▶ Activity: Which lines of the records contain the word "executors"? Copy each one.

▶ Dataset content:

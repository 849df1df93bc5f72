// SPDX-License-Identifier: MIT

//! Maps a task's `type` tag to the `Executor` that handles it (spec.md §4.5,
//! §9 "Tagged task variants": "`execute(ctx, task)` dispatches on the tag to
//! a per-type handler with a typed payload projection").

use std::collections::HashMap;
use std::sync::Arc;

use rcab_adapters::JobAdapter;
use rcab_core::{Clock, TaskType};

use crate::executor::Executor;
use crate::executors::{
    build_dataset::BuildDatasetExecutor, build_image::BuildImageExecutor,
    collect_result::CollectResultExecutor, inject_fault::InjectFaultExecutor,
    restart_pedestal::RestartPedestalExecutor, run_algorithm::RunAlgorithmExecutor,
};

/// Owns one boxed `Executor` per `TaskType`. Built once at daemon startup
/// and shared (via `Arc`) across the whole worker pool.
pub struct ExecutorRegistry<A: JobAdapter, C: Clock> {
    handlers: HashMap<TaskType, Arc<dyn Executor<A, C>>>,
}

impl<A: JobAdapter, C: Clock> ExecutorRegistry<A, C> {
    /// Wires up the six stock executors named in spec.md §4.5.
    pub fn standard() -> Self {
        let mut handlers: HashMap<TaskType, Arc<dyn Executor<A, C>>> = HashMap::new();
        handlers.insert(TaskType::InjectFault, Arc::new(InjectFaultExecutor));
        handlers.insert(TaskType::BuildDataset, Arc::new(BuildDatasetExecutor));
        handlers.insert(TaskType::RunAlgorithm, Arc::new(RunAlgorithmExecutor));
        handlers.insert(TaskType::CollectResult, Arc::new(CollectResultExecutor));
        handlers.insert(TaskType::BuildImage, Arc::new(BuildImageExecutor));
        handlers.insert(TaskType::RestartPedestal, Arc::new(RestartPedestalExecutor));
        Self { handlers }
    }

    /// Overrides or adds a handler; used by tests to substitute a fake for
    /// a single task type while keeping the rest of the standard registry.
    pub fn with_override(mut self, task_type: TaskType, handler: Arc<dyn Executor<A, C>>) -> Self {
        self.handlers.insert(task_type, handler);
        self
    }

    pub fn for_type(&self, task_type: TaskType) -> Arc<dyn Executor<A, C>> {
        Arc::clone(
            self.handlers
                .get(&task_type)
                .unwrap_or_else(|| panic!("no executor registered for {task_type}")),
        )
    }
}

impl<A: JobAdapter, C: Clock> Default for ExecutorRegistry<A, C> {
    fn default() -> Self {
        Self::standard()
    }
}
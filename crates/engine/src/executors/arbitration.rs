// SPDX-License-Identifier: MIT

//! Shared namespace-lock / token-bucket admission logic used by every
//! executor that fronts an orchestrator job (spec.md §4.2, §4.5). Pulled
//! out once three executors needed the identical "acquire or reschedule
//! and bail" shape.

use std::time::Duration;

use rcab_adapters::JobAdapter;
use rcab_arbiter::{AcquireOutcome, Category};
use rcab_core::{Clock, Event, Task};

use crate::context::TaskContext;
use crate::error::ExecutorError;
use crate::executor::ExecOutcome;
use crate::scheduler::DEFAULT_RESCHEDULE_RANGE;

/// Acquires `namespace` for `task`, or reschedules it and emits
/// `NamespaceLockWait`. `Some(outcome)` means the caller must return it from
/// `execute` immediately; `None` means the lock is held and execution
/// should proceed.
pub async fn acquire_namespace_or_reschedule<A: JobAdapter, C: Clock>(
    ctx: &TaskContext<A, C>,
    task: &Task,
    namespace: &str,
    ttl: Duration,
) -> Result<Option<ExecOutcome>, ExecutorError> {
    let holder = task.id.to_string();
    match ctx.namespace_lock.acquire(namespace, &holder, ttl) {
        AcquireOutcome::Acquired { reclaimed_expired } => {
            if reclaimed_expired {
                tracing::warn!(task_id = %task.id, namespace, "namespace lock reclaimed from expired holder");
            }
            Ok(None)
        }
        AcquireOutcome::SameHolder => Ok(None),
        AcquireOutcome::HeldByOther => {
            let now = ctx.clock.epoch_ms();
            ctx.scheduler
                .reschedule(task.id, DEFAULT_RESCHEDULE_RANGE, now)
                .map_err(|err| ExecutorError::Infra(err.to_string()))?;
            ctx.bus.append(
                task.trace_id,
                Event::NamespaceLockWait {
                    task_id: task.id,
                    trace_id: task.trace_id,
                    namespace: namespace.to_string(),
                },
                None,
            );
            Ok(Some(ExecOutcome::Rescheduled))
        }
    }
}

/// Releases a namespace lock this task held, tolerating a stale release
/// (the lock may already have expired and been reclaimed by another task).
pub fn release_namespace(namespace_lock: &rcab_arbiter::NamespaceLock<impl Clock>, task: &Task, namespace: &str) {
    let holder = task.id.to_string();
    let _ = namespace_lock.release(namespace, &holder);
}

/// Waits up to `ctx.config.token_wait_timeout_secs` for a `category` token;
/// reschedules and emits `NoTokenAvailable` if none becomes available in
/// time (spec.md §4.2, §4.5 "WaitForToken timeout").
pub async fn acquire_token_or_reschedule<A: JobAdapter, C: Clock>(
    ctx: &TaskContext<A, C>,
    task: &Task,
    category: Category,
    lease_ttl: Duration,
) -> Result<Option<ExecOutcome>, ExecutorError> {
    let wait = Duration::from_secs(ctx.config.token_wait_timeout_secs);
    match ctx
        .token_bucket
        .wait_for_token(category, task.id, task.trace_id, lease_ttl, wait, &ctx.cancel)
        .await
    {
        Ok(reclaimed_expired) => {
            if reclaimed_expired {
                ctx.bus.append(
                    task.trace_id,
                    Event::LeaseForceReclaimed {
                        task_id: task.id,
                        trace_id: task.trace_id,
                        category: category.to_string(),
                    },
                    None,
                );
            }
            Ok(None)
        }
        Err(_) => {
            let now = ctx.clock.epoch_ms();
            ctx.scheduler
                .reschedule(task.id, DEFAULT_RESCHEDULE_RANGE, now)
                .map_err(|err| ExecutorError::Infra(err.to_string()))?;
            ctx.bus.append(
                task.trace_id,
                Event::NoTokenAvailable {
                    task_id: task.id,
                    trace_id: task.trace_id,
                    category: category.to_string(),
                },
                None,
            );
            Ok(Some(ExecOutcome::Rescheduled))
        }
    }
}
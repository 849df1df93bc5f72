// SPDX-License-Identifier: MIT

use super::*;

#[test]
fn formats_in_the_named_timezone() {
    // 2024-01-01T00:00:00Z
    let label = format_wall_clock(1_704_067_200_000, "Asia/Shanghai");
    assert_eq!(label, "2024-01-01 08:00:00 CST");
}

#[test]
fn falls_back_to_utc_for_an_unknown_timezone() {
    let label = format_wall_clock(1_704_067_200_000, "Not/AZone");
    assert_eq!(label, "2024-01-01 00:00:00 UTC");
}
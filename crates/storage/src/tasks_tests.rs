// SPDX-License-Identifier: MIT

use super::*;
use rcab_core::{Carrier, RetryPolicy, TaskConfig, TaskType, TraceType};

fn new_trace_with_task(store: &TaskStore, leaf_num: u32) -> (TraceId, TaskId) {
    let group = Group::new("proj-1", 1_000);
    let group_id = group.id;
    store.create_group(group).unwrap();

    let trace = Trace::new(TraceType::DatapackBuild, group_id, "proj-1", leaf_num, 1_000);
    let trace_id = trace.id;
    store.create_trace(trace).unwrap();

    let config = TaskConfig {
        task_type: TaskType::CollectResult,
        immediate: true,
        execute_time_epoch_ms: None,
        cron_expr: None,
        retry_policy: RetryPolicy::default(),
        payload: Default::default(),
        trace_id,
        group_id,
        parent_task_id: None,
        project_id: "proj-1".into(),
        user_id: "user-1".into(),
        trace_carrier: Carrier::new(),
        group_carrier: Carrier::new(),
    };
    let task = Task::new(config, 1_000);
    let task_id = task.id;
    store.create_task(task).unwrap();
    (trace_id, task_id)
}

#[test]
fn create_task_rejects_duplicate_id() {
    let store = TaskStore::new();
    let (_trace_id, task_id) = new_trace_with_task(&store, 1);
    let duplicate = store.get_task(task_id).unwrap();
    assert!(matches!(store.create_task(duplicate), Err(StorageError::TaskAlreadyExists(_))));
}

#[test]
fn update_task_state_enforces_legal_transitions() {
    let store = TaskStore::new();
    let (_trace_id, task_id) = new_trace_with_task(&store, 1);

    let task = store.update_task_state(task_id, TaskState::Running, None, 2_000).unwrap();
    assert_eq!(task.state, TaskState::Running);

    let err = store.update_task_state(task_id, TaskState::Completed, None, 3_000).map(|_| ());
    // Running -> Completed is legal for the generic state machine
    assert!(err.is_ok());

    let err = store.update_task_state(task_id, TaskState::Running, None, 4_000);
    assert!(matches!(err, Err(StorageError::TransitionInvalid { .. })));
}

#[test]
fn leaf_completion_completes_trace_once_all_leaves_terminal() {
    let store = TaskStore::new();
    let (trace_id, task_id) = new_trace_with_task(&store, 1);

    store.update_task_state(task_id, TaskState::Running, None, 2_000).unwrap();
    store.update_task_state(task_id, TaskState::Completed, None, 3_000).unwrap();

    let (trace, _) = store.get_trace(trace_id).unwrap();
    assert_eq!(trace.state, rcab_core::TraceState::Completed);
}

#[test]
fn leaf_error_fails_trace_immediately() {
    let store = TaskStore::new();
    let (trace_id, task_id) = new_trace_with_task(&store, 2);

    store.update_task_state(task_id, TaskState::Running, None, 2_000).unwrap();
    store.update_task_state(task_id, TaskState::Error, None, 3_000).unwrap();

    let (trace, _) = store.get_trace(trace_id).unwrap();
    assert_eq!(trace.state, rcab_core::TraceState::Failed);
}

#[test]
fn reschedule_increments_restart_num_and_returns_to_pending() {
    let store = TaskStore::new();
    let (_trace_id, task_id) = new_trace_with_task(&store, 1);

    store.update_task_state(task_id, TaskState::Running, None, 2_000).unwrap();
    let task = store.reschedule_task(task_id, 5_000, 4_000).unwrap();
    assert_eq!(task.state, TaskState::Pending);
    assert_eq!(task.restart_num, 1);
    assert_eq!(task.execute_time_epoch_ms, Some(5_000));
}

#[test]
fn list_tasks_filters_by_state_and_paginates() {
    let store = TaskStore::new();
    for _ in 0..25 {
        new_trace_with_task(&store, 1);
    }
    let pagination = Pagination::new(0, 10).unwrap();
    let (page, total) = store.list_tasks(&TaskFilter::default(), pagination);
    assert_eq!(total, 25);
    assert_eq!(page.len(), 10);

    let pagination = Pagination::new(2, 10).unwrap();
    let (page, _) = store.list_tasks(&TaskFilter::default(), pagination);
    assert_eq!(page.len(), 5);
}

#[test]
fn pagination_rejects_invalid_size() {
    assert!(matches!(Pagination::new(0, 15), Err(StorageError::InvalidPageSize(15))));
}

#[test]
fn get_trace_returns_tasks_in_insertion_order() {
    let store = TaskStore::new();
    let (trace_id, first_task) = new_trace_with_task(&store, 2);
    let group_id = store.get_task(first_task).unwrap().group_id;

    let config = TaskConfig {
        task_type: TaskType::CollectResult,
        immediate: true,
        execute_time_epoch_ms: None,
        cron_expr: None,
        retry_policy: RetryPolicy::default(),
        payload: Default::default(),
        trace_id,
        group_id,
        parent_task_id: Some(first_task),
        project_id: "proj-1".into(),
        user_id: "user-1".into(),
        trace_carrier: Carrier::new(),
        group_carrier: Carrier::new(),
    };
    let second_task = Task::new(config, 1_500);
    let second_id = second_task.id;
    store.create_task(second_task).unwrap();

    let (_trace, tasks) = store.get_trace(trace_id).unwrap();
    assert_eq!(tasks.len(), 2);
    assert_eq!(tasks[0].id, first_task);
    assert_eq!(tasks[1].id, second_id);
}

#[test]
fn cancel_trace_before_any_leaf_terminal_is_cancelled() {
    let store = TaskStore::new();
    let (trace_id, _task_id) = new_trace_with_task(&store, 1);
    let trace = store.cancel_trace(trace_id, 9_000).unwrap();
    assert_eq!(trace.state, rcab_core::TraceState::Cancelled);
}
// SPDX-License-Identifier: MIT

//! Composer-facing errors (spec.md §4.8, §7 `ValidationError`: "surfaced
//! synchronously to the submitter, no side effects").

use thiserror::Error;

#[derive(Debug, Error)]
pub enum ComposerError {
    #[error("submission has no items")]
    EmptySubmission,

    #[error("algorithm run item {0} lists no algorithms")]
    NoAlgorithms(usize),

    #[error(
        "injection items {a} and {b} both target namespace `{namespace}` with overlapping windows"
    )]
    OverlappingInjection { a: usize, b: usize, namespace: String },

    #[error(transparent)]
    Scheduler(#[from] rcab_engine::SchedulerError),

    #[error(transparent)]
    Storage(#[from] rcab_storage::StorageError),
}
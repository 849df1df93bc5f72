// SPDX-License-Identifier: MIT

//! Task: the unit of scheduled work (spec.md §3 "Task", §4.3 state machine).

use crate::carrier::Carrier;
use crate::group::GroupId;
use crate::trace::TraceId;
use serde::{Deserialize, Serialize};
use std::collections::HashMap;

crate::define_id! {
    /// Unique identifier for a task. Stable for the task's entire lifetime.
    pub struct TaskId("tsk");
}

/// The six task types named in spec.md §3.
#[derive(Debug, Clone, Copy, PartialEq, Eq, Hash, Serialize, Deserialize)]
#[serde(rename_all = "SCREAMING_SNAKE_CASE")]
pub enum TaskType {
    InjectFault,
    BuildDataset,
    RunAlgorithm,
    CollectResult,
    BuildImage,
    RestartPedestal,
}

crate::simple_display! {
    TaskType {
        InjectFault => "INJECT_FAULT",
        BuildDataset => "BUILD_DATASET",
        RunAlgorithm => "RUN_ALGORITHM",
        CollectResult => "COLLECT_RESULT",
        BuildImage => "BUILD_IMAGE",
        RestartPedestal => "RESTART_PEDESTAL",
    }
}

/// Closed task state machine (spec.md §4.3).
#[derive(Debug, Clone, Copy, PartialEq, Eq, Serialize, Deserialize)]
#[serde(rename_all = "snake_case")]
pub enum TaskState {
    Pending,
    Running,
    Completed,
    Rescheduled,
    Error,
    Cancelled,
}

impl TaskState {
    pub fn is_terminal(&self) -> bool {
        matches!(self, TaskState::Completed | TaskState::Error | TaskState::Cancelled)
    }

    /// Whether `to` is a legal successor of `self` under spec.md §4.3's
    /// diagram. `Rescheduled` is transient and observable only mid-move, so
    /// it is a legal source for `Pending` (the move completing) and a legal
    /// target from `Running` (fail + retry available) or `Pending` (an
    /// explicit reschedule call), but never a state a task is left resting
    /// in once a transition is durably recorded.
    pub fn can_transition_to(&self, to: TaskState) -> bool {
        use TaskState::*;
        match (self, to) {
            (Pending, Running) => true,
            (Pending, Cancelled) => true,
            (Pending, Rescheduled) => true,
            (Running, Completed) => true,
            (Running, Pending) => true, // fail + retry < max
            (Running, Error) => true, // fail + retry >= max
            (Running, Cancelled) => true,
            (Rescheduled, Pending) => true,
            (Cancelled, Cancelled) => true, // idempotent cancel of an already-cancelled task
            _ => false,
        }
    }
}

crate::simple_display! {
    TaskState {
        Pending => "pending",
        Running => "running",
        Completed => "completed",
        Rescheduled => "rescheduled",
        Error => "error",
        Cancelled => "cancelled",
    }
}

/// Retry policy attached to a task (spec.md §3, §4.4).
#[derive(Debug, Clone, Copy, PartialEq, Eq, Serialize, Deserialize)]
pub struct RetryPolicy {
    pub max_attempts: u32,
    pub backoff_sec: u64,
}

impl RetryPolicy {
    pub const DEFAULT_CEILING_SEC: u64 = 3_600;

    pub fn new(max_attempts: u32, backoff_sec: u64) -> Self {
        Self { max_attempts, backoff_sec }
    }

    /// Exponential backoff for the given restart number, capped at
    /// `DEFAULT_CEILING_SEC` (spec.md §4.4: "MUST NOT exceed 1 hour").
    pub fn backoff_for(&self, restart_num: u32) -> std::time::Duration {
        let exp = 2u64.saturating_pow(restart_num);
        let secs = self.backoff_sec.saturating_mul(exp).min(Self::DEFAULT_CEILING_SEC);
        std::time::Duration::from_secs(secs)
    }
}

impl Default for RetryPolicy {
    fn default() -> Self {
        Self { max_attempts: 3, backoff_sec: 10 }
    }
}

/// A JSON-typed value bag, semantically a mapping of string keys to
/// JSON-typed values (spec.md §3 "opaque payload").
pub type Payload = HashMap<String, serde_json::Value>;

/// Configuration used to construct a new task.
#[derive(Debug, Clone)]
pub struct TaskConfig {
    pub task_type: TaskType,
    pub immediate: bool,
    pub execute_time_epoch_ms: Option<u64>,
    pub cron_expr: Option<String>,
    pub retry_policy: RetryPolicy,
    pub payload: Payload,
    pub trace_id: TraceId,
    pub group_id: GroupId,
    pub parent_task_id: Option<TaskId>,
    pub project_id: String,
    pub user_id: String,
    pub trace_carrier: Carrier,
    pub group_carrier: Carrier,
}

/// A unit of scheduled work.
#[derive(Debug, Clone, Serialize, Deserialize)]
pub struct Task {
    pub id: TaskId,
    pub task_type: TaskType,
    pub immediate: bool,
    pub execute_time_epoch_ms: Option<u64>,
    pub cron_expr: Option<String>,
    pub restart_num: u32,
    pub retry_policy: RetryPolicy,
    pub payload: Payload,
    pub trace_id: TraceId,
    pub group_id: GroupId,
    pub parent_task_id: Option<TaskId>,
    pub project_id: String,
    pub user_id: String,
    pub state: TaskState,
    pub trace_carrier: Carrier,
    pub group_carrier: Carrier,
    pub created_at_epoch_ms: u64,
    pub updated_at_epoch_ms: u64,
    pub last_error: Option<String>,
}

impl Task {
    pub fn new(config: TaskConfig, created_at_epoch_ms: u64) -> Self {
        Self {
            id: TaskId::new(),
            task_type: config.task_type,
            immediate: config.immediate,
            execute_time_epoch_ms: config.execute_time_epoch_ms,
            cron_expr: config.cron_expr,
            restart_num: 0,
            retry_policy: config.retry_policy,
            payload: config.payload,
            trace_id: config.trace_id,
            group_id: config.group_id,
            parent_task_id: config.parent_task_id,
            project_id: config.project_id,
            user_id: config.user_id,
            state: TaskState::Pending,
            trace_carrier: config.trace_carrier,
            group_carrier: config.group_carrier,
            created_at_epoch_ms,
            updated_at_epoch_ms: created_at_epoch_ms,
            last_error: None,
        }
    }

    /// Whether this task is a pipeline leaf. Leaves are identified by the
    /// composer at submission time; see `rcab-composer` for `leaf_num`
    /// derivation. A task is structurally a leaf here if it is the type that
    /// never enqueues a successor in the happy path (spec.md §4.5):
    /// COLLECT_RESULT always closes its pipeline; BUILD_IMAGE and
    /// RESTART_PEDESTAL are standalone maintenance operations with no
    /// downstream task of their own. RUN_ALGORITHM is conditionally a leaf
    /// (a detector run that found no anomalies still runs its COLLECT_RESULT,
    /// which is the leaf), so that case is decided by the executor, not this
    /// type.
    pub fn is_unconditional_leaf(&self) -> bool {
        matches!(self.task_type, TaskType::CollectResult | TaskType::BuildImage | TaskType::RestartPedestal)
    }
}

/// Helpers for reading typed values out of a JSON payload bag.
///
/// JSON integers arrive as 64-bit floats (spec.md §4.5 edge case): these
/// helpers centralize the "reject non-positive, reject fractional where an
/// integer is required" validation so every executor applies it the same
/// way instead of re-deriving it at each call site.
pub mod payload {
    use super::Payload;

    #[derive(Debug, Clone, thiserror::Error)]
    pub enum PayloadError {
        #[error("missing required field `{0}`")]
        Missing(String),
        #[error("field `{0}` must be a positive integer, got {1}")]
        NotPositiveInteger(String, serde_json::Value),
        #[error("field `{0}` must be a string, got {1}")]
        NotString(String, serde_json::Value),
    }

    /// Read a field that must be a positive integer duration in seconds.
    /// Rejects non-positive and fractional values per spec.md §4.5.
    pub fn positive_int_secs(payload: &Payload, key: &str) -> Result<u64, PayloadError> {
        let value = payload.get(key).ok_or_else(|| PayloadError::Missing(key.to_string()))?;
        let f = value.as_f64().ok_or_else(|| {
            PayloadError::NotPositiveInteger(key.to_string(), value.clone())
        })?;
        if f <= 0.0 || f.fract() != 0.0 {
            return Err(PayloadError::NotPositiveInteger(key.to_string(), value.clone()));
        }
        Ok(f as u64)
    }

    pub fn string(payload: &Payload, key: &str) -> Result<String, PayloadError> {
        let value = payload.get(key).ok_or_else(|| PayloadError::Missing(key.to_string()))?;
        value
            .as_str()
            .map(str::to_string)
            .ok_or_else(|| PayloadError::NotString(key.to_string(), value.clone()))
    }

    pub fn optional_string(payload: &Payload, key: &str) -> Option<String> {
        payload.get(key).and_then(|v| v.as_str()).map(str::to_string)
    }
}

#[cfg(test)]
#[path = "task_tests.rs"]
mod tests;
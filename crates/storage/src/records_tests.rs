// SPDX-License-Identifier: MIT

use super::*;
use rcab_core::{ExecutionState, InjectionStatus, TaskId};

#[test]
fn injection_round_trip_and_update() {
    let store = RecordStore::new();
    let task_id = TaskId::new();
    let schedule = InjectionSchedule::new(
        task_id,
        "pod-kill",
        serde_json::json!({}),
        serde_json::json!({}),
        5,
        3,
        "clickhouse",
        "ts-ns-0",
    );
    store.put_injection(schedule);

    let updated = store
        .update_injection(task_id, |schedule| {
            schedule.status = InjectionStatus::InjectSuccess;
            schedule.injection_name = Some("inj-abc".into());
        })
        .unwrap();
    assert_eq!(updated.status, InjectionStatus::InjectSuccess);
    assert_eq!(store.get_injection(task_id).unwrap().injection_name.as_deref(), Some("inj-abc"));
}

#[test]
fn get_injection_missing_errors() {
    let store = RecordStore::new();
    assert!(store.get_injection(TaskId::new()).is_err());
}

#[test]
fn execution_lookup_by_task_id() {
    let store = RecordStore::new();
    let task_id = TaskId::new();
    let record = ExecutionRecord::new(task_id, "algo-v1", "dp-1");
    let id = record.id;
    store.put_execution(record);

    let found = store.find_execution_by_task(task_id).unwrap();
    assert_eq!(found.id, id);

    let updated = store
        .update_execution(id, |record| {
            record.state = ExecutionState::Success;
            record.duration_sec = Some(42);
        })
        .unwrap();
    assert_eq!(updated.state, ExecutionState::Success);
    assert_eq!(updated.duration_sec, Some(42));
}

#[test]
fn pedestal_keyed_by_namespace_and_release() {
    let store = RecordStore::new();
    store.put_pedestal(PedestalRecord {
        namespace: "ts-ns-0".into(),
        helm_release: "clickhouse".into(),
        revision: 1,
        status: ExecutionState::Success,
    });
    assert!(store.get_pedestal("ts-ns-0", "clickhouse").is_some());
    assert!(store.get_pedestal("ts-ns-0", "other").is_none());
}
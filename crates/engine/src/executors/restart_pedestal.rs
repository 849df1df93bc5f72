// SPDX-License-Identifier: MIT

//! RESTART_PEDESTAL executor (SPEC_FULL.md §3 supplement, spec.md §4.5
//! pattern): acquires the same namespace lock INJECT_FAULT uses (a Helm
//! upgrade and a running fault injection must never overlap in one
//! namespace) and creates the job that drives the Helm install/upgrade.

use std::time::Duration;

use async_trait::async_trait;
use rcab_adapters::spec::base_env;
use rcab_adapters::{mandatory_annotations, mandatory_labels, JobAdapter, JobSpec};
use rcab_core::task::payload;
use rcab_core::{Clock, Event, Task};

use super::arbitration::acquire_namespace_or_reschedule;
use super::fields;
use crate::context::{deadline_for, TaskContext};
use crate::error::ExecutorError;
use crate::executor::{ExecOutcome, Executor};

pub struct RestartPedestalExecutor;

#[async_trait]
impl<A: JobAdapter, C: Clock> Executor<A, C> for RestartPedestalExecutor {
    async fn execute(
        &self,
        ctx: &TaskContext<A, C>,
        task: &Task,
    ) -> Result<ExecOutcome, ExecutorError> {
        let namespace = payload::string(&task.payload, fields::NAMESPACE)?;
        let helm_release = payload::string(&task.payload, fields::HELM_RELEASE)?;
        let helm_chart = payload::string(&task.payload, fields::HELM_CHART)?;
        let values = task.payload.get("values").cloned().unwrap_or(serde_json::Value::Null);

        let ttl = deadline_for(task.task_type)
            + Duration::from_secs(ctx.config.namespace_lock_safety_margin_secs);
        if let Some(outcome) =
            acquire_namespace_or_reschedule(ctx, task, &namespace, ttl).await?
        {
            return Ok(outcome);
        }

        let labels = mandatory_labels(
            task.id,
            task.trace_id,
            task.group_id,
            &task.project_id,
            &task.user_id,
            task.task_type,
        );
        let annotations = mandatory_annotations(&task.trace_carrier, &task.group_carrier);
        let now = ctx.clock.epoch_ms();
        let mut env = base_env(&ctx.config.timezone, now, &ctx.config.workspace_root.display().to_string());
        env.insert("HELM_RELEASE".into(), helm_release.clone());
        env.insert("HELM_CHART".into(), helm_chart.clone());
        env.insert("HELM_VALUES".into(), values.to_string());

        let spec = JobSpec {
            task_id: task.id,
            namespace,
            image: ctx.config.pedestal_upgrader_image.clone(),
            command: None,
            labels,
            annotations,
            env,
        };
        let job_name = spec.job_name();
        ctx.adapter.create_job(spec).await?;
        ctx.bus.append(task.trace_id, Event::JobAdded { task_id: task.id, job_name }, None);

        Ok(ExecOutcome::AwaitingCallback)
    }
}

#[cfg(test)]
#[path = "restart_pedestal_tests.rs"]
mod tests;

▶ Response:
use crate::executors::{
    /// Wires up the six stock executors named in spec.md §4.5.
filename crates/engine/src/executors/arbitration.rs
//! out once three executors needed the identical "acquire or reschedule
filename crates/engine/src/executors/restart_pedestal.rs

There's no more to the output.